Docno: ADMS-13-01-02-0003-0011-0002

Author: CFA
Date: 1824-10-02

Saturday October 2d. VII:30.

Missed Prayers this morning and did not arise until breakfast time. The class as usual were alarmed by an ambiguous expression of Mr. Hayward’s and only had their fears quieted when they found that he had only resorted to one of his usual tricks. At study bell we attended a lecture of Mr. Everett’s. He commenced with an account of the names included in his second period in which he includes the authors of the sacred songs of the temples, heroic hymns and songs of the bards. Of these there are two names, Phemius and Demodocus, rendered remarkable by being mentioned by Homer and the Sibylline { 351 } | view Oracles.

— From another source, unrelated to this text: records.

// ═══════════════════════════════════════════════════════════════════════════════
// Tests
// ═══════════════════════════════════════════════════════════════════════════════

#[cfg(test)]
mod tests {
    use super::*;
    use crate::broker::JobOptions;
    use serde_json::json;
    use std::sync::atomic::AtomicUsize;

    struct Echo;

    #[async_trait]
    impl JobHandler for Echo {
        async fn handle(&self, job: &Job, _ctx: &JobContext) -> Result<serde_json::Value> {
            Ok(job.payload.clone())
        }
    }

    struct AlwaysFails {
        calls: Arc<AtomicUsize>,
    }

    #[async_trait]
    impl JobHandler for AlwaysFails {
        async fn handle(&self, _job: &Job, _ctx: &JobContext) -> Result<serde_json::Value> {
            self.calls.fetch_add(1, Ordering::SeqCst);
            Err(AnthillError::new(ErrorCode::JobHandlerFailed, "nope"))
        }
    }

    fn fast_options() -> WorkerOptions {
        WorkerOptions {
            poll_interval: Duration::from_millis(10),
        }
    }

    async fn wait_until(mut condition: impl FnMut() -> bool) {
        for _ in 0..200 {
            if condition() {
                return;
            }
            sleep(Duration::from_millis(10)).await;
        }
        panic!("condition not reached within 2s");
    }

    #[tokio::test]
    async fn test_job_is_processed_and_completed_event_emitted() {
        let broker = InMemoryBroker::new();
        let queue = broker.queue("mail", QueueOptions::default()).await.unwrap();
        let (tx, mut rx) = mpsc::channel(16);

        let _handle = broker
            .run_worker("mail", Arc::new(Echo), fast_options(), tx)
            .await
            .unwrap();

        queue
            .add(Job::new("send", json!({"to": "a"}), JobOptions::default()))
            .await
            .unwrap();

        let event = tokio::time::timeout(Duration::from_secs(2), rx.recv())
            .await
            .unwrap()
            .unwrap();
        match event {
            WorkerEvent::Completed { job, return_value } => {
                assert_eq!(job.name, "send");
                assert_eq!(job.attempts_made, 1);
                assert_eq!(return_value, json!({"to": "a"}));
            }
            other => panic!("expected Completed, got {other:?}"),
        }

        wait_until(|| broker.stats("mail").map(|s| s.completed) == Some(1)).await;
    }

    #[tokio::test]
    async fn test_failed_job_retries_until_attempts_exhausted() {
        let broker = InMemoryBroker::new();
        let queue = broker.queue("jobs", QueueOptions::default()).await.unwrap();
        let calls = Arc::new(AtomicUsize::new(0));
        let (tx, mut rx) = mpsc::channel(64);

        let _handle = broker
            .run_worker(
                "jobs",
                Arc::new(AlwaysFails {
                    calls: Arc::clone(&calls),
                }),
                fast_options(),
                tx,
            )
            .await
            .unwrap();

        queue
            .add(Job::new("doomed", json!({}), JobOptions::default()))
            .await
            .unwrap();

        wait_until(|| calls.load(Ordering::SeqCst) == 3).await;
        wait_until(|| broker.stats("jobs").map(|s| s.failed) == Some(1)).await;

        // Exactly the configured number of attempts ran.
        sleep(Duration::from_millis(100)).await;
        assert_eq!(calls.load(Ordering::SeqCst), 3);

        let mut failed_events = 0;
        while let Ok(event) = rx.try_recv() {
            if matches!(event, WorkerEvent::Failed { .. }) {
                failed_events += 1;
            }
        }
        assert_eq!(failed_events, 3, "one Failed event per attempt");
    }

    #[tokio::test]
    async fn test_drained_emitted_on_empty_transition() {
        let broker = InMemoryBroker::new();
        let queue = broker.queue("q", QueueOptions::default()).await.unwrap();
        let (tx, mut rx) = mpsc::channel(16);

        let _handle = broker
            .run_worker("q", Arc::new(Echo), fast_options(), tx)
            .await
            .unwrap();

        queue
            .add(Job::new("only", json!(1), JobOptions::default()))
            .await
            .unwrap();

        let mut drained = false;
        for _ in 0..10 {
            match tokio::time::timeout(Duration::from_millis(500), rx.recv()).await {
                Ok(Some(WorkerEvent::Drained)) => {
                    drained = true;
                    break;
                }
                Ok(Some(_)) => continue,
                _ => break,
            }
        }
        assert!(drained, "expected a Drained event after the queue emptied");
    }

    #[tokio::test]
    async fn test_paused_queue_is_not_processed() {
        let broker = InMemoryBroker::new();
        let queue = broker.queue("q", QueueOptions::default()).await.unwrap();
        queue.pause().await.unwrap();

        let (tx, _rx) = mpsc::channel(16);
        let _handle = broker
            .run_worker("q", Arc::new(Echo), fast_options(), tx)
            .await
            .unwrap();

        queue
            .add(Job::new("held", json!(1), JobOptions::default()))
            .await
            .unwrap();
        sleep(Duration::from_millis(100)).await;
        assert_eq!(broker.stats("q").unwrap().pending, 1);

        queue.resume().await.unwrap();
        wait_until(|| broker.stats("q").map(|s| s.completed) == Some(1)).await;
    }

    #[tokio::test]
    async fn test_remove_on_complete_drops_retention() {
        let broker = InMemoryBroker::new();
        let queue = broker.queue("q", QueueOptions::default()).await.unwrap();
        let (tx, _rx) = mpsc::channel(16);
        let _handle = broker
            .run_worker("q", Arc::new(Echo), fast_options(), tx)
            .await
            .unwrap();

        queue
            .add(Job::new(
                "gone",
                json!(1),
                JobOptions {
                    remove_on_complete: true,
                    ..JobOptions::default()
                },
            ))
            .await
            .unwrap();

        wait_until(|| {
            broker
                .stats("q")
                .map(|s| s.pending == 0 && s.active == 0)
                .unwrap_or(false)
        })
        .await;
        sleep(Duration::from_millis(50)).await;
        assert_eq!(broker.stats("q").unwrap().completed, 0);
    }

    #[tokio::test]
    async fn test_repeatable_job_readds_until_limit() {
        let broker = InMemoryBroker::new();
        let queue = broker.queue("beat", QueueOptions::default()).await.unwrap();
        let (tx, _rx) = mpsc::channel(64);

        let _handle = broker
            .run_worker("beat", Arc::new(Echo), fast_options(), tx)
            .await
            .unwrap();

        queue
            .add(Job::new(
                "tick",
                json!(1),
                JobOptions {
                    repeat: Some(crate::broker::RepeatOptions {
                        every: Duration::from_millis(20),
                        limit: Some(2),
                    }),
                    ..JobOptions::default()
                },
            ))
            .await
            .unwrap();

        wait_until(|| broker.stats("beat").map(|s| s.completed) == Some(2)).await;

        // The recurrence limit caps further re-adds.
        sleep(Duration::from_millis(150)).await;
        assert_eq!(broker.stats("beat").unwrap().completed, 2);
        let runs = broker.completed_jobs("beat");
        assert_eq!(runs[0].repeats_made, 0);
        assert_eq!(runs[1].repeats_made, 1);
    }

    #[tokio::test]
    async fn test_stall_checker_requeues_abandoned_job() {
        let broker = InMemoryBroker::new();
        let options = QueueOptions {
            prefix: String::new(),
            stall: Some(StallPolicy {
                check_interval: Duration::from_millis(30),
                max_stalled_count: 10,
            }),
        };
        broker.queue("q", options).await.unwrap();

        let queue = Arc::clone(broker.queues.get("q").unwrap().value());
        let job = Job::new("lost", json!(1), JobOptions::default());
        queue.state.active.lock().insert(
            job.id,
            ActiveJob {
                job: job.clone(),
                token: Weak::new(),
                started: Instant::now() - Duration::from_secs(5),
            },
        );

        sleep(Duration::from_millis(150)).await;
        let stats = broker.stats("q").unwrap();
        assert_eq!(stats.active, 0);
        assert_eq!(stats.pending, 1, "abandoned job should be requeued");
    }
}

The history of these he said would take far more space than he could possibly allow to the subject, he should not therefore go into [it] but refer us to an essay upon the subject in Mitford’s Greece which he said was worth reading. Origin of them probably was in the superior wisdom and sanctity of individuals who foreseeing events with more clearness took upon themselves the power of inspiration. They afterwards fell into the hands of the priesthood by the natural course of events. Learning being exclusively theirs. These oracles did not confine themselves by any means to Greece. They existed and had influence in Asia Minor, in the Islands and in Syria. The ancient authors mention many but those of the Sibyl were the most famous. The etymology of the name is doubtful, some derive it from Διος βουλη1 which it was supposed to express. There are at least twenty different derivations of the word, some say more. Ten sibyls were named by Varro, whose names are inserted in the synopsis Article 8.3. The first was supposed to be the daughter of Tiresias, the second existed previous to the Trojan war and foretold it, the third was consulted by Aeneas, the fourth belonged to the islands and flourished about the 10th Olympiad, the seventh is mentioned by Euripides, the eighth by Justin Martyr who says there were twenty four books of her sayings in the 120th Olympiad. All these were in circulation at Rome except the Cuman [Cumaean] which the Senate suppressed as it was the most holy; they only consulted it upon solemn and important occasions and acted by it’s decisions.
History of the Sibylline Oracles at Rome is singular. The story of their being offered to Tarquin the proud is well known, in nine books and an exorbitant price demanded, which offer being refused, she burnt three and offered the remaining six which being again refused, she burnt three more and demanded the same price for the remainder. This time she was successful and obtained her price. These books were preserved in the Capitol in the temple of Juno under the care of the duumviri appointed for that purpose, the number was afterwards increased to ten and then to fifteen. One author says that in a later age the number was seventy, which proves the office to have been held in great estimation. There is an abbreviation for their title which I do not recollect but the explanation is duumviri sacris faciendis. He said while on this subject, it was worthwhile to mention two or three of these, which we should often meet with in Latin History. The master of the mint for instance had his duty thus written—A.A.A.F.F.P. auro, argento, aere, flando, feriundo propositius. So also a common inscription upon the old Roman tombs, C.S.H.S.T.T.L. communi sumptu haere• { 352 } | view dum sit tibi terra levis. H.D.V. caro datu vivit. The oracles were destroyed at the burning of the Capitol under Sylla. They were replaced from all parts of the world as works were collected from all parts of the world, examined and some of them selected, and placed in gilded cases in the temple of Apollo from which they were saved at it’s conflagration. It was the part of ecclesiastical discernment to see the use such things might be put to, they have frequently in them the sign of a fish and this is also seen on the tombs of the early Christians. The origin of it is this, the initial letters of the words they used, in the Greek language formed the word Ιχθνς or Ιησου Χριστου Θεου υιος σταυρος.2 This proves the works fabricated which are called the sibylline Oracles.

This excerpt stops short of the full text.